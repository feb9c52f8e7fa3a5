//! Per-phase channel completion barrier

use pas_core::{ChannelId, PasError, PasResult};

/// Reusable completion barrier over the fixed channel set
///
/// Each multi-channel provisioning phase begins a fresh round of flags,
/// one per channel, all false. Acknowledgments mark their channel's flag;
/// the phase advances only once every flag is true. Flags only ever go
/// false to true, so the barrier is invariant under the arrival order of
/// the acknowledgments. After a completed round the tracker is reset so
/// the next phase can reuse it; phases never overlap within one session.
#[derive(Debug, Clone, Default)]
pub struct ChannelTracker {
    flags: Vec<bool>,
}

impl ChannelTracker {
    /// Create an idle tracker with no round in flight
    #[must_use]
    pub fn new() -> Self {
        Self::default()
    }

    /// Begin a new round with `count` unacknowledged channels
    pub fn begin(&mut self, count: usize) {
        debug_assert!(self.flags.is_empty(), "tracker round already in flight");
        self.flags.clear();
        self.flags.resize(count, false);
    }

    /// Mark one channel as acknowledged
    ///
    /// Marking an already-acknowledged channel is a no-op. A channel id
    /// outside the round is an error that the caller must escalate, never
    /// swallow: a device answering on a channel we do not have is a fault.
    pub fn mark(&mut self, channel: ChannelId) -> PasResult<()> {
        let slot = self
            .flags
            .get_mut(channel as usize)
            .ok_or(PasError::InvalidChannel(channel))?;
        *slot = true;
        Ok(())
    }

    /// Whether every channel of the current round has acknowledged
    ///
    /// False while no round is in flight.
    #[must_use]
    pub fn is_complete(&self) -> bool {
        !self.flags.is_empty() && self.flags.iter().all(|&acked| acked)
    }

    /// Whether a round is in flight
    #[must_use]
    pub fn is_active(&self) -> bool {
        !self.flags.is_empty()
    }

    /// Clear the round
    pub fn reset(&mut self) {
        self.flags.clear();
    }
}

- **AIM OF THE EXERCISE**
Where a line in the entries holds "ChannelId", copy that line.

- **OUTPUT FOR THIS EXERCISE**
use pas_core::{ChannelId, PasError, PasResult};
    pub fn mark(&mut self, channel: ChannelId) -> PasResult<()> {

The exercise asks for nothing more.